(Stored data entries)
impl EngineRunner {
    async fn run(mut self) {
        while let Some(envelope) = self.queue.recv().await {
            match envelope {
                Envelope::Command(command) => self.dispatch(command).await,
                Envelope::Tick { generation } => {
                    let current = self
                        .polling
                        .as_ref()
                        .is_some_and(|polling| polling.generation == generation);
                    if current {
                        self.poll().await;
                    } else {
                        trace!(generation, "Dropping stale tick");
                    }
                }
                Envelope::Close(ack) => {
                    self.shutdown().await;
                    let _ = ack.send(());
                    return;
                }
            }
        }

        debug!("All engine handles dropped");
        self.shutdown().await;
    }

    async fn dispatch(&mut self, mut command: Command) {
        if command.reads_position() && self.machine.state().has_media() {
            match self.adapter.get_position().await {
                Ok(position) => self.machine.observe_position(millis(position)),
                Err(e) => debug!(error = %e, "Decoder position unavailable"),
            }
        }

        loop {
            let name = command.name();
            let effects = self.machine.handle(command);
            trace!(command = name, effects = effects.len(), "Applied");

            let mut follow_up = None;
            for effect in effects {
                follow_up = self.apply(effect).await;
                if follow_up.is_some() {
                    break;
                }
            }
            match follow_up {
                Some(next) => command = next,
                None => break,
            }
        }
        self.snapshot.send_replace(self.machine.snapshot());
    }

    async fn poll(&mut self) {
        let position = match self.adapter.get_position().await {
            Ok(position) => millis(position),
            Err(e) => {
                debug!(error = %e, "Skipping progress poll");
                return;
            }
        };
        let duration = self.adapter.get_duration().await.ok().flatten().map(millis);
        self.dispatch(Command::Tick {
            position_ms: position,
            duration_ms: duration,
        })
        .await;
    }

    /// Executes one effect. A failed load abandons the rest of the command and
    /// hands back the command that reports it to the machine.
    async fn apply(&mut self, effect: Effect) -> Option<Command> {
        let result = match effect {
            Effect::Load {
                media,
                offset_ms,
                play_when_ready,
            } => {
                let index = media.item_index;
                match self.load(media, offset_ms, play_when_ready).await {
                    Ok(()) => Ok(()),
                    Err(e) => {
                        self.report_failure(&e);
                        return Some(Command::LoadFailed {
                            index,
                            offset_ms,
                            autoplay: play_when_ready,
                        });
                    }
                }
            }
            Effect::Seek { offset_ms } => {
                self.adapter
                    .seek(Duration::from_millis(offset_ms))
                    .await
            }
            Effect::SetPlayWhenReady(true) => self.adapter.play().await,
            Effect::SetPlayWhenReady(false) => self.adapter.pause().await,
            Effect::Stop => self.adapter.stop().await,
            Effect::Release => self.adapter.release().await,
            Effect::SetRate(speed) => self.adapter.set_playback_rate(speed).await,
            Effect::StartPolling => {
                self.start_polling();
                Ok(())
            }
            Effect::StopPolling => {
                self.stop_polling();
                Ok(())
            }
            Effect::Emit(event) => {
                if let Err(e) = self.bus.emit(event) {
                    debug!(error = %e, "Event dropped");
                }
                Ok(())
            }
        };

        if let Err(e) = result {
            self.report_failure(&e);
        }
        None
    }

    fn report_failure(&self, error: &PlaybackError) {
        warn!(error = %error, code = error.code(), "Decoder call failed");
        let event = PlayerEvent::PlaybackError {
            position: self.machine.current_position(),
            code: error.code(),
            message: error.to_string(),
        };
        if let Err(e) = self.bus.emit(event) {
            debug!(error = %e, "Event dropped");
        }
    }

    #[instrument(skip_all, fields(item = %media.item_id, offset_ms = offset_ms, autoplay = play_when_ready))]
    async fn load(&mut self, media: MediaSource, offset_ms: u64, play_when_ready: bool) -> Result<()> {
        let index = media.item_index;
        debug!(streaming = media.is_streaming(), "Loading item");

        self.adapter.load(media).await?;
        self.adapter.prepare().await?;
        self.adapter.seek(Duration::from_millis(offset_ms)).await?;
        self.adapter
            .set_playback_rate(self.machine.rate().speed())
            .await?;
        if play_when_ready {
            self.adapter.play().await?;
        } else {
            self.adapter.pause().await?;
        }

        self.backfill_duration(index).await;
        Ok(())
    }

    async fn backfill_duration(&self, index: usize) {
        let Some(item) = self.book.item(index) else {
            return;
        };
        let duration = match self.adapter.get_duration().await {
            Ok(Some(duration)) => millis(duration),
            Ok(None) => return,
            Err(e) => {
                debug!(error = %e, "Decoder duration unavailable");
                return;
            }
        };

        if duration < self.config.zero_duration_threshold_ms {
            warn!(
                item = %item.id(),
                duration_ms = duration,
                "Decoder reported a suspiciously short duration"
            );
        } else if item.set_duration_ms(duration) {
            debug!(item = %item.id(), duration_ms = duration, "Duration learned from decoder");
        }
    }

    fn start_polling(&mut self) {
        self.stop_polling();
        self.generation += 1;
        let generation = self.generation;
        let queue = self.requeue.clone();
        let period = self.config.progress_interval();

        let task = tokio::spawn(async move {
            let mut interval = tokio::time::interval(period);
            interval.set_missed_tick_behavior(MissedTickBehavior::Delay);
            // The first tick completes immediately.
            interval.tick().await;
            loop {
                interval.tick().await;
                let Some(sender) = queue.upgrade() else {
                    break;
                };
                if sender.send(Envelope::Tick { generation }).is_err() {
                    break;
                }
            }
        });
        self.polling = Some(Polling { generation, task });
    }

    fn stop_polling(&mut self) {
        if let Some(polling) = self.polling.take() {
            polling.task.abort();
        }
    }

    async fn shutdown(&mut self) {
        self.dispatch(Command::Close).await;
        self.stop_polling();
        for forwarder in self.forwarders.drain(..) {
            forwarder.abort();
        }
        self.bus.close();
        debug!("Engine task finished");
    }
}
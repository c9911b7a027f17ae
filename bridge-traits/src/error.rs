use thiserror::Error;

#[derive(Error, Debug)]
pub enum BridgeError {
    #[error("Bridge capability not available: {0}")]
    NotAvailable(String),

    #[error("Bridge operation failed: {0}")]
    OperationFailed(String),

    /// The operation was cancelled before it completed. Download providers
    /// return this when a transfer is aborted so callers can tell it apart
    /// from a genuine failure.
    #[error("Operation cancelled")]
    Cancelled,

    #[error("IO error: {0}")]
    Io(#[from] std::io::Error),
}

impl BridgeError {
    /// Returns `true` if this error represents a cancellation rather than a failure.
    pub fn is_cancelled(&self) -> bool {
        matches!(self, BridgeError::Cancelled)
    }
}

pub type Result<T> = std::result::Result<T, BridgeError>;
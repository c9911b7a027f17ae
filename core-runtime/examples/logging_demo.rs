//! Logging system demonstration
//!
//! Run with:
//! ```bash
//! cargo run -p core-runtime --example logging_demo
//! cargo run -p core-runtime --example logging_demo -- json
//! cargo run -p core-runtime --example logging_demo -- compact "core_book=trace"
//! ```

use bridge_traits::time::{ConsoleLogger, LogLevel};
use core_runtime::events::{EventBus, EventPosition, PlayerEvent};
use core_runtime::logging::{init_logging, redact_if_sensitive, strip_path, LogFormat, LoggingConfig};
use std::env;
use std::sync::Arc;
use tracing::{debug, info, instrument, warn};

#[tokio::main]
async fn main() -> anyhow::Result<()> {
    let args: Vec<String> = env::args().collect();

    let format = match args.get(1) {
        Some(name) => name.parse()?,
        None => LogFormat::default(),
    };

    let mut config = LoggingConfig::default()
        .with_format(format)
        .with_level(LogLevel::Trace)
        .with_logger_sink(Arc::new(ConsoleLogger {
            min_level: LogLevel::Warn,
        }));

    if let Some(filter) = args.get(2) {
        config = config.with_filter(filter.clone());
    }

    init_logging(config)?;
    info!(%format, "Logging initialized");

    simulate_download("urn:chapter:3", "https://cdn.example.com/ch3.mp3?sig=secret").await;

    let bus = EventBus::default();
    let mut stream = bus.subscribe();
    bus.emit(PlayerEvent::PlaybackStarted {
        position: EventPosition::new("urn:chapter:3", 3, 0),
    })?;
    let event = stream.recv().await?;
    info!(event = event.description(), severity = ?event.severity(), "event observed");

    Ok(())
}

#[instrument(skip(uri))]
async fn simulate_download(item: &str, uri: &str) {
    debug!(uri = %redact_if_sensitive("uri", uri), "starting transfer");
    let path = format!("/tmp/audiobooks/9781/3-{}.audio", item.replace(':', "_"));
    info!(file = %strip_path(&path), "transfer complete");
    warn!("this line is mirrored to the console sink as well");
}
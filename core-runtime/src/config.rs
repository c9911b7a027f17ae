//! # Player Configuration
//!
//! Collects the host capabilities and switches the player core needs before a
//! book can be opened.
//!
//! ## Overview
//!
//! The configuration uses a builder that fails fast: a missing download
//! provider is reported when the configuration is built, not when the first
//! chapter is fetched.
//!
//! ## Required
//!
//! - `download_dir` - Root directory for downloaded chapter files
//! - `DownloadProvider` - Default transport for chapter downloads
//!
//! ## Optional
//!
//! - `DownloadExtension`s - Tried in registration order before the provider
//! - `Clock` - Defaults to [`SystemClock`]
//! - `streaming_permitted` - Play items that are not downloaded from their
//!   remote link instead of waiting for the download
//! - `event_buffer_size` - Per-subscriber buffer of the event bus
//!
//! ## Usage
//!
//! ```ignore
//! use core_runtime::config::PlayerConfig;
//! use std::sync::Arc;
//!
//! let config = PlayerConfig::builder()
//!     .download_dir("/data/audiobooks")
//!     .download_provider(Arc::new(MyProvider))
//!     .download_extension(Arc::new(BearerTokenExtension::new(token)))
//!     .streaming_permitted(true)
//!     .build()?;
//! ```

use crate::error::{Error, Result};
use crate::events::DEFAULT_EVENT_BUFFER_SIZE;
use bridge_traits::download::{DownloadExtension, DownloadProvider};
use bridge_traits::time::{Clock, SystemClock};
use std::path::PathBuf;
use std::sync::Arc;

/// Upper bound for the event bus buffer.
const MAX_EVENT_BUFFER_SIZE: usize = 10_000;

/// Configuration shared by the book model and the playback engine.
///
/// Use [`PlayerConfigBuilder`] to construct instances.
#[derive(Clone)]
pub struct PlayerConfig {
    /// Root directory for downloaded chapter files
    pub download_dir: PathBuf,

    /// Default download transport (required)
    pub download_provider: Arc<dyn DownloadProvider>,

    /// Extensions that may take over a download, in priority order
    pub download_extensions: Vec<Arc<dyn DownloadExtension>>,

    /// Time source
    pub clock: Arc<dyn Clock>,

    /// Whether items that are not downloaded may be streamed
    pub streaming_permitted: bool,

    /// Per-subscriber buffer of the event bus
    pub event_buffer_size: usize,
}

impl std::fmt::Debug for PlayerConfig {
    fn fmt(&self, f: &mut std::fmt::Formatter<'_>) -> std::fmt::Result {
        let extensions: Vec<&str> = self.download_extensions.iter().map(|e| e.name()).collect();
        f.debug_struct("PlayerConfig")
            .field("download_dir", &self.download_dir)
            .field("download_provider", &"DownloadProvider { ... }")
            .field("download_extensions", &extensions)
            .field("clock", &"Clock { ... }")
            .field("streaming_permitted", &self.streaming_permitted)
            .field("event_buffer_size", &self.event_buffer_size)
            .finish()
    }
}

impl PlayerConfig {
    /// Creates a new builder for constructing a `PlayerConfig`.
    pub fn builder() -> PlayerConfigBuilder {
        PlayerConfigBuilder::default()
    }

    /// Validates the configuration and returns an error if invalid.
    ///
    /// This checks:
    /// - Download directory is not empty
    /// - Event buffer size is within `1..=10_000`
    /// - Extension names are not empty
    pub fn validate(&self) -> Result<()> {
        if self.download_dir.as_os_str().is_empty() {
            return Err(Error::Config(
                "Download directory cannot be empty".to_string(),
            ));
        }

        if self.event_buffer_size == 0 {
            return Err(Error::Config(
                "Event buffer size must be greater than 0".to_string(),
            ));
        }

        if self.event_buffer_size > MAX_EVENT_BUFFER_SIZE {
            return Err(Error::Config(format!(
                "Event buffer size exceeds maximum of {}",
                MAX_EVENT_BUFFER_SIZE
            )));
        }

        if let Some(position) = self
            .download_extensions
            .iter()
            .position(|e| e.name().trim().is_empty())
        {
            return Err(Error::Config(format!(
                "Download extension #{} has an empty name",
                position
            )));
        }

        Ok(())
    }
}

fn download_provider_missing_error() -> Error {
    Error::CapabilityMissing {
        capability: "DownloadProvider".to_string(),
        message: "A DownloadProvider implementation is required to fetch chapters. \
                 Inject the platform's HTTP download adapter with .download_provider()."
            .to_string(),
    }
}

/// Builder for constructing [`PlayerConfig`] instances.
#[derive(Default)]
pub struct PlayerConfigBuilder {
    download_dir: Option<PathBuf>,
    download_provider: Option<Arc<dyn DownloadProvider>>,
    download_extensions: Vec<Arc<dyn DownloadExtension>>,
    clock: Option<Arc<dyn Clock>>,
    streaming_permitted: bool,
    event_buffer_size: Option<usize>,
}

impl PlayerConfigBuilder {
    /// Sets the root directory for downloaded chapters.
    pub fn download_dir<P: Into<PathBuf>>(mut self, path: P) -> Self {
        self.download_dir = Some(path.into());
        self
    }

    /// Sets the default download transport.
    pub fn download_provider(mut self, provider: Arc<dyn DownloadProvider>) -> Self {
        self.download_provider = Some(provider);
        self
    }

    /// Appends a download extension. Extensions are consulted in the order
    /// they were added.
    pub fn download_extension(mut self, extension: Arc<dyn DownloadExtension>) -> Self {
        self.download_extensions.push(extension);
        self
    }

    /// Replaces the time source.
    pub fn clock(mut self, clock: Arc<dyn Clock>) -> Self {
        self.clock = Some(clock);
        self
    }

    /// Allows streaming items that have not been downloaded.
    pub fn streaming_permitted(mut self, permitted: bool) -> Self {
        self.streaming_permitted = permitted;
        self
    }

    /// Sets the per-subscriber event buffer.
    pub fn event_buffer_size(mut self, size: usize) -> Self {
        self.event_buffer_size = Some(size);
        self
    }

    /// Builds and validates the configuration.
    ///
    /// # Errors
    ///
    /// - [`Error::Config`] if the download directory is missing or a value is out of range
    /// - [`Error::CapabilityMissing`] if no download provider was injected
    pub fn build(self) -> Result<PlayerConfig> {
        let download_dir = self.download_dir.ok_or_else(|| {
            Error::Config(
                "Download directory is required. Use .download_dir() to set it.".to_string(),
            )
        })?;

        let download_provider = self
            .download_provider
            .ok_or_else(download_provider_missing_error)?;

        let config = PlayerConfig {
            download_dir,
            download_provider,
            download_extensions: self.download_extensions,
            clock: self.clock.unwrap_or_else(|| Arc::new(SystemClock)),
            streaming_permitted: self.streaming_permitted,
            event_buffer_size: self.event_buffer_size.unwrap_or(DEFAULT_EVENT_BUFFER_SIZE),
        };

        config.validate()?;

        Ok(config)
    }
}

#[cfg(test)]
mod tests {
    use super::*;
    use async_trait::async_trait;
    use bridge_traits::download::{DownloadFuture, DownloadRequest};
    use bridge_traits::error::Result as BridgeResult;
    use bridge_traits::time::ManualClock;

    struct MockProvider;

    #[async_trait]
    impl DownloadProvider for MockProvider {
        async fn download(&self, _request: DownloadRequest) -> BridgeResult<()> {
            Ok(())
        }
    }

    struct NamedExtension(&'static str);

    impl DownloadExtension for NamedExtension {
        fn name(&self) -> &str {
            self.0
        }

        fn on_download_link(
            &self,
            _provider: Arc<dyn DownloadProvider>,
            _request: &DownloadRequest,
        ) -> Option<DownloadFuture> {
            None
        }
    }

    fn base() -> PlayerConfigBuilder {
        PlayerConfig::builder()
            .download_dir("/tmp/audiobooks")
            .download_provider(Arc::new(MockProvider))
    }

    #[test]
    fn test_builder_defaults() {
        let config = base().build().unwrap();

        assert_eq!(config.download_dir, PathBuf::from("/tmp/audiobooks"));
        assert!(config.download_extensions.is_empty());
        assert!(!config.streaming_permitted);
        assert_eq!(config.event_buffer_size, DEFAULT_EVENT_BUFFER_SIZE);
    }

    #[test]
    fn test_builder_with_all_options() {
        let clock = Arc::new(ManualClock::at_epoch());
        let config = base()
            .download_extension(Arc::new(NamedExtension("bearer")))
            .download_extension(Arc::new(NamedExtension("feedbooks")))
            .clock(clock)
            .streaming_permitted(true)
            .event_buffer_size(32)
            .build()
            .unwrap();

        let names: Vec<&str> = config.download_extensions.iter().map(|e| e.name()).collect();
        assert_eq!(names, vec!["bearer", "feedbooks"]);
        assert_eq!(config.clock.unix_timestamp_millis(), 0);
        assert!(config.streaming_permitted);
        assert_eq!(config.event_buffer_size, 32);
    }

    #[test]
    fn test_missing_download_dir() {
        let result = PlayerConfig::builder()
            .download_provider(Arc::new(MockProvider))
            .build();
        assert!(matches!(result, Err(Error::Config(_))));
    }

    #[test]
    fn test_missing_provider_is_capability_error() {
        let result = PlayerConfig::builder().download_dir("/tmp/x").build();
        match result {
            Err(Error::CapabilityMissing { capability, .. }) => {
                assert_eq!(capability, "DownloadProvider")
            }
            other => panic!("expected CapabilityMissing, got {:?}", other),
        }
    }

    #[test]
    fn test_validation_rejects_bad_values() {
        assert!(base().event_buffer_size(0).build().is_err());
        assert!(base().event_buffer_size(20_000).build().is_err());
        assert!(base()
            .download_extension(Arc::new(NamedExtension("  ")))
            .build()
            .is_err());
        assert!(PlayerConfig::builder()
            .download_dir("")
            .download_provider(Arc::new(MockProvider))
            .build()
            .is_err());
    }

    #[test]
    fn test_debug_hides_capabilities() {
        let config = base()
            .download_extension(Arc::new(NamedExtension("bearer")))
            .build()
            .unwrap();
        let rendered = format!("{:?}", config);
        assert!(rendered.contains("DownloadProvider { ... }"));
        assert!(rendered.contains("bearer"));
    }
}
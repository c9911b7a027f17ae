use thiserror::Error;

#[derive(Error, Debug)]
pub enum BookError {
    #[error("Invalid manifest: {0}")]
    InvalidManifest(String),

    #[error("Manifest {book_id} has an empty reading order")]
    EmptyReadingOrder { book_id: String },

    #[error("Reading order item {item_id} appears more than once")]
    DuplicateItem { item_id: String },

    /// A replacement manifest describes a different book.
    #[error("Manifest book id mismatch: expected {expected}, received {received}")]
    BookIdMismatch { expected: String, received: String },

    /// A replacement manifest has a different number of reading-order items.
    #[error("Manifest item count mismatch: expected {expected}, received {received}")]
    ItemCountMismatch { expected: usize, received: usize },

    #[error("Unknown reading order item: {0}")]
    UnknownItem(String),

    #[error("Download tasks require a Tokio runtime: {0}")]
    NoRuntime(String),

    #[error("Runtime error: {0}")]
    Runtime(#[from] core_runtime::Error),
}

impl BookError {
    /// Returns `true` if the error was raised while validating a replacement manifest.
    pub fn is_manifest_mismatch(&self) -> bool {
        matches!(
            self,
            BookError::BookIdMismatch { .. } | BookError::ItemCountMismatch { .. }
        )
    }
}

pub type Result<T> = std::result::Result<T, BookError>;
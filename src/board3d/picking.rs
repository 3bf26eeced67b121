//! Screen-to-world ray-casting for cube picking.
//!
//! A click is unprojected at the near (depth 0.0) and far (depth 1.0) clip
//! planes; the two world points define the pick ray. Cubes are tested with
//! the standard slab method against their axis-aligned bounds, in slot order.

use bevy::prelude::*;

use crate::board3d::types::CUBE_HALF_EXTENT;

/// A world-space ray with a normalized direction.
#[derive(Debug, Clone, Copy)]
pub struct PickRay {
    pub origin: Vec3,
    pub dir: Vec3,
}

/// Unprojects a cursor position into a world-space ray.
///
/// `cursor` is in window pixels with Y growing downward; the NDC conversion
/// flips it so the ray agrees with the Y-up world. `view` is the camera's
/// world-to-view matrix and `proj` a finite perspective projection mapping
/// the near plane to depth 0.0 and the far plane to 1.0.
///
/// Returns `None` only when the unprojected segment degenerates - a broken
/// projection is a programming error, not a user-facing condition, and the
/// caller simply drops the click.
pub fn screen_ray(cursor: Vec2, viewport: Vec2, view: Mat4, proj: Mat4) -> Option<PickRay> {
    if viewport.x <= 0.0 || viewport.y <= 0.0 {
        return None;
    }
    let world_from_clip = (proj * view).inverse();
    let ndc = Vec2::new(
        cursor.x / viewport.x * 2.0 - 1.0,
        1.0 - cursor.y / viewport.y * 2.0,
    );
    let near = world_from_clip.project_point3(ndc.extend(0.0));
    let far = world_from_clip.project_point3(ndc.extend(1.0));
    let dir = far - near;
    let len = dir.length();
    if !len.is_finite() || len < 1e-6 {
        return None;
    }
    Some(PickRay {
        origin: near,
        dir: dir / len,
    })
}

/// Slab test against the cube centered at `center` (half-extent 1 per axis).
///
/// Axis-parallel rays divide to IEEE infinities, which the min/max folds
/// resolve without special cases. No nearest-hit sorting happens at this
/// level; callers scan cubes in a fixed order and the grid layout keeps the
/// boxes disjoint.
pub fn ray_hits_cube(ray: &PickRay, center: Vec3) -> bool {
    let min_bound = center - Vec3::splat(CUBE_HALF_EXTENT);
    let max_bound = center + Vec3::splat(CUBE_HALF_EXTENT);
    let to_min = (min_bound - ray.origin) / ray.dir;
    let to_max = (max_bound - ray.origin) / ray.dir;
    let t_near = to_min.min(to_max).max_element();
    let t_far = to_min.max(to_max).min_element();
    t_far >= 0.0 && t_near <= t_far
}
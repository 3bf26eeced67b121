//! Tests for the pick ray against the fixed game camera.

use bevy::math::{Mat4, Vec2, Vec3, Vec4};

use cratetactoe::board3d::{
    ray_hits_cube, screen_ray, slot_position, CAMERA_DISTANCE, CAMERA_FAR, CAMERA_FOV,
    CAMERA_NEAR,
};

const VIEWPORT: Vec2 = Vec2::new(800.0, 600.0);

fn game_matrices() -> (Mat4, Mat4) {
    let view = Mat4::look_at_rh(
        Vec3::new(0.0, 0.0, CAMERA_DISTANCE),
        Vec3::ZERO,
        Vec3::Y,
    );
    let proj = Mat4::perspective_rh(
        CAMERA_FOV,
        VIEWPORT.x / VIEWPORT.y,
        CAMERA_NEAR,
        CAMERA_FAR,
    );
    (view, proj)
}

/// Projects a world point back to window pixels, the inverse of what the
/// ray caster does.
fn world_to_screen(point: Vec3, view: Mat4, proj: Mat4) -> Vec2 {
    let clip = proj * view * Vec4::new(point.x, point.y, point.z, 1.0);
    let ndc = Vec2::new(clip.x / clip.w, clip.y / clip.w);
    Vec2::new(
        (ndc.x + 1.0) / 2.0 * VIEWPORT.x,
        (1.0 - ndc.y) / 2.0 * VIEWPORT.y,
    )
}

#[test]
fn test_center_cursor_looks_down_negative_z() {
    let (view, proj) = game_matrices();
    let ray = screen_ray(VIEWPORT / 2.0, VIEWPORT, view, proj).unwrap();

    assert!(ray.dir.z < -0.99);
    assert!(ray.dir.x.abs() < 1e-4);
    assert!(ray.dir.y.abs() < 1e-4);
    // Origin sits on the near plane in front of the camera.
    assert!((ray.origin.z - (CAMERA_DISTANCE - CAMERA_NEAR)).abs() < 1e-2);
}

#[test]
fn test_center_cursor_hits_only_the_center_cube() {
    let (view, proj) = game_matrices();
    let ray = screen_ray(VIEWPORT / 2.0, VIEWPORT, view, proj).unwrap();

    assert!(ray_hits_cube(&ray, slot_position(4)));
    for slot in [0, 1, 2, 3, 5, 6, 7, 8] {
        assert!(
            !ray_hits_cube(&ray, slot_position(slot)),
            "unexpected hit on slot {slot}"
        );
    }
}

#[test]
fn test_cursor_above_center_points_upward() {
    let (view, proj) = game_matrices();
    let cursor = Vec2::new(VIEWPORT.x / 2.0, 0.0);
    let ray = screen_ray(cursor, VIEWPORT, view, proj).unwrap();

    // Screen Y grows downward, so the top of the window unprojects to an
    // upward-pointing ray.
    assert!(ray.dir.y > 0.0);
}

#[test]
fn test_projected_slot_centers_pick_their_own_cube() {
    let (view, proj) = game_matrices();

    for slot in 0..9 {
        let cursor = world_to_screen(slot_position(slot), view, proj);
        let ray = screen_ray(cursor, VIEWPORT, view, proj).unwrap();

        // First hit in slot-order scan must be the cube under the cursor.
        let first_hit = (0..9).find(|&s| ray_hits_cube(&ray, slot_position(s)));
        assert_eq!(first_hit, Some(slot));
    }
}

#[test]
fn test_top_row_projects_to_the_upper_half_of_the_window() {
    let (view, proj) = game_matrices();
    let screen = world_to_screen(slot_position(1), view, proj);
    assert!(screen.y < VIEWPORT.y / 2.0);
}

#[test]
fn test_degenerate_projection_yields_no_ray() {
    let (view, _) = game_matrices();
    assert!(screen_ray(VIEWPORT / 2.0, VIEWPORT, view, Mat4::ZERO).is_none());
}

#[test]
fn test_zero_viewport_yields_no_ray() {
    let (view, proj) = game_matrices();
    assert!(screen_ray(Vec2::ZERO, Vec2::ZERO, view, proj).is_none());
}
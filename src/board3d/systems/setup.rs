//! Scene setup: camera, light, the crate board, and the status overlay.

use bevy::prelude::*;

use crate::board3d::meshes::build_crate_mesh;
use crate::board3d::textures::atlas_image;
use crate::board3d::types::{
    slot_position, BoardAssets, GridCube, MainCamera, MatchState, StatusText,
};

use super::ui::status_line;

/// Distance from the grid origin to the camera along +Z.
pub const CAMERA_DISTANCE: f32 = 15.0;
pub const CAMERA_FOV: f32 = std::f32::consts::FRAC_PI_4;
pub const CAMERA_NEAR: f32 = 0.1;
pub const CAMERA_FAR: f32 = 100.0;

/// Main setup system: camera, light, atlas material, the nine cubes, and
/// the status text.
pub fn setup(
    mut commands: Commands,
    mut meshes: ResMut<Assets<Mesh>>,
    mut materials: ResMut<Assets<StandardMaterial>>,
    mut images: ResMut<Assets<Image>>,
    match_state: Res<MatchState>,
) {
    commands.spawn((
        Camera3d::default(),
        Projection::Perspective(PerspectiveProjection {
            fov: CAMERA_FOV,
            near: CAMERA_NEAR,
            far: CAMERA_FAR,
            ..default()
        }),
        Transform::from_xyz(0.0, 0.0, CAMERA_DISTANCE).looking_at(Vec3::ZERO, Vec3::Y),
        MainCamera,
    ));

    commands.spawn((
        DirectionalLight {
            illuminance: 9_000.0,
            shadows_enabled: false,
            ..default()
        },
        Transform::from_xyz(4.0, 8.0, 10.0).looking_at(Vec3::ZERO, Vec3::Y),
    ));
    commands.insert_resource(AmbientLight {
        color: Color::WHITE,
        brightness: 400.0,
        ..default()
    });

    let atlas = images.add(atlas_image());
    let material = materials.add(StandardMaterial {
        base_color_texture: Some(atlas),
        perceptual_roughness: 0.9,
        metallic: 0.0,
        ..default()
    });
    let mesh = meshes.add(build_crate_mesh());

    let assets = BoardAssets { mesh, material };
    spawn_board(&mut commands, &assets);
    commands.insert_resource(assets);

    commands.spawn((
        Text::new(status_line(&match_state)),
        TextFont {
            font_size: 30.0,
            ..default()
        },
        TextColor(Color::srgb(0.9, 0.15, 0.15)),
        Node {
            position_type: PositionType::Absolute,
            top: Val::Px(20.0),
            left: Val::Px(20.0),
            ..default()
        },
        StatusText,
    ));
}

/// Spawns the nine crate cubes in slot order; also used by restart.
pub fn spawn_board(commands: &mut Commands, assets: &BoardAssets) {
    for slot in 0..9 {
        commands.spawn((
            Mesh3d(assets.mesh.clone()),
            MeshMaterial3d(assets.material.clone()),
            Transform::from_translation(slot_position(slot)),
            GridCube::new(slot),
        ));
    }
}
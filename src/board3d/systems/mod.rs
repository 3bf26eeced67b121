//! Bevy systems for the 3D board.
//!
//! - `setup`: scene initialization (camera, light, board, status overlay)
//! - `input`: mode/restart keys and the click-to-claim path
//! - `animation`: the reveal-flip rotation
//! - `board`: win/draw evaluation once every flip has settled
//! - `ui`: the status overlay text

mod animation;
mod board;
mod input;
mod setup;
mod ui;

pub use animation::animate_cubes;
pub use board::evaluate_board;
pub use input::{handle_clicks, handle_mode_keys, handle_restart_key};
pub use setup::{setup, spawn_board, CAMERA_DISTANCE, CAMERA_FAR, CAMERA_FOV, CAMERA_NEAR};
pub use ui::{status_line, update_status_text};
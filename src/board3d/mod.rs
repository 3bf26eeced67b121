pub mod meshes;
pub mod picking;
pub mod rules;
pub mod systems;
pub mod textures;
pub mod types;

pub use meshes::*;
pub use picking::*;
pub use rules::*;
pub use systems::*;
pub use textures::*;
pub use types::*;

_Aim of the exercise_
Report all lines of the data that include the word "replacement".

_Written answer_
    /// A replacement manifest describes a different book.
    /// A replacement manifest has a different number of reading-order items.
    /// Returns `true` if the error was raised while validating a replacement manifest.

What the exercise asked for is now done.